Work task: Copy out each line of the data that holds the word "impl".

Records for this task:
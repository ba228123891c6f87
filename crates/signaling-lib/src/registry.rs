// ============================
// signaling-lib/src/registry.rs
// ============================
//! Process-wide room registry.
//!
//! The registry is the only globally shared mutable structure in the hub.
//! Rooms live in a `DashMap`, so every mutation of a given room happens
//! under that room's entry lock and is serialised against concurrent
//! mutators. Registry-wide add/remove goes through the same map and stays
//! atomic per key.
//!
//! No operation returns live room state. Mutating calls hand back an
//! *outcome* value holding participant views and cloned outbound senders,
//! snapshotted before the entry lock is released, so callers fan events out
//! without holding any lock.

use crate::error::RoomErrorCode;
use crate::room::{ConnId, OutboundSender, Participant, ParticipantView, Room};
use dashmap::mapref::entry::Entry;
use dashmap::DashMap;
use serde::Serialize;
use std::collections::HashMap;
use std::time::Duration;
use thiserror::Error;

/// Room lookup key: lowercased, trimmed
pub fn normalize_code(raw: &str) -> String {
    raw.trim().to_lowercase()
}

/// Registry operation failures, each mapping onto a wire error code
#[derive(Error, Debug)]
pub enum RegistryError {
    #[error("room '{0}' already exists")]
    RoomExists(String),

    #[error("room '{0}' not found")]
    RoomNotFound(String),

    #[error("room '{0}' is full")]
    RoomFull(String),

    #[error("peer id '{0}' is already taken in this room")]
    PeerIdTaken(String),
}

impl RegistryError {
    pub fn code(&self) -> RoomErrorCode {
        match self {
            RegistryError::RoomExists(_) => RoomErrorCode::RoomAlreadyExists,
            RegistryError::RoomNotFound(_) => RoomErrorCode::RoomNotFound,
            RegistryError::RoomFull(_) => RoomErrorCode::RoomFull,
            RegistryError::PeerIdTaken(_) => RoomErrorCode::PeerIdTaken,
        }
    }
}

/// Result of a successful admission
#[derive(Debug)]
pub struct JoinOutcome {
    pub room_code: String,
    pub joined: ParticipantView,
    /// Full roster after the admission, in join order
    pub roster: Vec<ParticipantView>,
    /// Senders of every *other* member, snapshot for fan-out
    pub recipients: Vec<(ConnId, OutboundSender)>,
    /// True when the connection was already a member (idempotent re-join)
    pub already_present: bool,
}

/// Result of a departure
pub struct LeaveOutcome {
    pub room_code: String,
    pub removed: ParticipantView,
    pub was_host: bool,
    pub new_host: Option<ConnId>,
    pub room_deleted: bool,
    /// Roster of the remaining members (empty when the room was deleted)
    pub roster: Vec<ParticipantView>,
    pub recipients: Vec<(ConnId, OutboundSender)>,
}

/// Registry-wide statistics snapshot for the admin surface
#[derive(Debug, Clone, Serialize)]
#[serde(rename_all = "camelCase")]
pub struct RegistryStats {
    pub total_rooms: usize,
    pub total_participants: usize,
    /// Room-size distribution, keyed by size rendered as a string
    pub rooms_by_size: HashMap<String, usize>,
}

/// Process-wide mapping from room code to room state
pub struct RoomRegistry {
    rooms: DashMap<String, Room>,
    max_participants: usize,
}

impl RoomRegistry {
    pub fn new(max_participants: usize) -> Self {
        Self {
            rooms: DashMap::new(),
            max_participants,
        }
    }

    /// Create a room with `host` as its first participant.
    ///
    /// Fails with `RoomExists` when the normalized code is taken.
    pub fn create(&self, code: &str, host: Participant) -> Result<JoinOutcome, RegistryError> {
        let code = normalize_code(code);

        match self.rooms.entry(code.clone()) {
            Entry::Occupied(_) => Err(RegistryError::RoomExists(code)),
            Entry::Vacant(vacant) => {
                let room = Room::new(code.clone(), host);
                let roster = room.roster();
                let joined = roster[0].clone();
                vacant.insert(room);
                Ok(JoinOutcome {
                    room_code: code,
                    joined,
                    roster,
                    recipients: Vec::new(),
                    already_present: false,
                })
            },
        }
    }

    /// Admit `participant` to an existing room.
    ///
    /// Idempotent for a connection that is already a member: the existing
    /// record is returned untouched. Fails with `RoomNotFound`, `RoomFull`
    /// or `PeerIdTaken`.
    pub fn join(&self, code: &str, participant: Participant) -> Result<JoinOutcome, RegistryError> {
        let code = normalize_code(code);
        let mut room = self
            .rooms
            .get_mut(&code)
            .ok_or_else(|| RegistryError::RoomNotFound(code.clone()))?;

        if let Some(existing) = room.participants.get(&participant.conn_id) {
            let joined = existing.view();
            return Ok(JoinOutcome {
                room_code: code,
                joined,
                roster: room.roster(),
                recipients: Vec::new(),
                already_present: true,
            });
        }

        if room.len() >= self.max_participants {
            return Err(RegistryError::RoomFull(code));
        }
        if room.has_peer_id(&participant.peer_id) {
            return Err(RegistryError::PeerIdTaken(participant.peer_id));
        }

        let conn_id = participant.conn_id;
        let joined = participant.view();
        room.participants.insert(conn_id, participant);
        room.touch();

        Ok(JoinOutcome {
            room_code: code,
            joined,
            roster: room.roster(),
            recipients: room.recipients(conn_id),
            already_present: false,
        })
    }

    /// Remove a connection from a room.
    ///
    /// Unknown room or unknown connection is a no-op returning `None`. A
    /// departing host triggers re-election; a room left empty is deleted.
    pub fn leave(&self, code: &str, conn_id: ConnId) -> Option<LeaveOutcome> {
        let code = normalize_code(code);

        let outcome = {
            let mut room = self.rooms.get_mut(&code)?;
            let removed = room.participants.remove(&conn_id)?;
            let was_host = removed.is_host;
            room.touch();

            let new_host = if was_host && !room.is_empty() {
                room.elect_host()
            } else {
                None
            };

            LeaveOutcome {
                room_code: code.clone(),
                removed: removed.view(),
                was_host,
                new_host,
                room_deleted: room.is_empty(),
                roster: room.roster(),
                recipients: room.recipients(conn_id),
            }
        };

        if outcome.room_deleted {
            // A join may have slipped in since the lock was dropped; only
            // delete if the room is still empty.
            self.rooms.remove_if(&code, |_, room| room.is_empty());
        }

        Some(outcome)
    }

    pub fn contains(&self, code: &str) -> bool {
        self.rooms.contains_key(&normalize_code(code))
    }

    /// Roster snapshot, or `None` for an unknown code
    pub fn participants_of(&self, code: &str) -> Option<Vec<ParticipantView>> {
        self.rooms.get(&normalize_code(code)).map(|r| r.roster())
    }

    /// Resolve a unicast addressee by peer id within a room
    pub fn relay_target(
        &self,
        code: &str,
        peer_id: &str,
    ) -> Option<(ParticipantView, OutboundSender)> {
        let room = self.rooms.get(&normalize_code(code))?;
        room.find_peer(peer_id)
            .map(|p| (p.view(), p.sender.clone()))
    }

    /// Fan-out recipient snapshot: every member except `except`
    pub fn recipients_of(&self, code: &str, except: ConnId) -> Vec<(ConnId, OutboundSender)> {
        self.rooms
            .get(&normalize_code(code))
            .map(|r| r.recipients(except))
            .unwrap_or_default()
    }

    /// Refresh a room's last-activity timestamp
    pub fn touch(&self, code: &str) {
        if let Some(mut room) = self.rooms.get_mut(&normalize_code(code)) {
            room.touch();
        }
    }

    pub fn room_count(&self) -> usize {
        self.rooms.len()
    }

    pub fn stats(&self) -> RegistryStats {
        let mut total_participants = 0;
        let mut rooms_by_size: HashMap<String, usize> = HashMap::new();

        for room in self.rooms.iter() {
            let size = room.len();
            total_participants += size;
            *rooms_by_size.entry(size.to_string()).or_default() += 1;
        }

        RegistryStats {
            total_rooms: self.rooms.len(),
            total_participants,
            rooms_by_size,
        }
    }

    /// Delete rooms whose last activity is older than `max_idle`.
    ///
    /// Returns the evicted room codes. Rooms that see activity between the
    /// scan and the removal survive.
    pub fn sweep_idle(&self, max_idle: Duration) -> Vec<String> {
        let expired: Vec<String> = self
            .rooms
            .iter()
            .filter(|room| room.last_activity.elapsed() >= max_idle)
            .map(|room| room.key().clone())
            .collect();

        let mut evicted = Vec::new();
        for code in expired {
            if self
                .rooms
                .remove_if(&code, |_, room| room.last_activity.elapsed() >= max_idle)
                .is_some()
            {
                evicted.push(code);
            }
        }
        evicted
    }
}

Answer section:
impl RegistryError {
impl RoomRegistry {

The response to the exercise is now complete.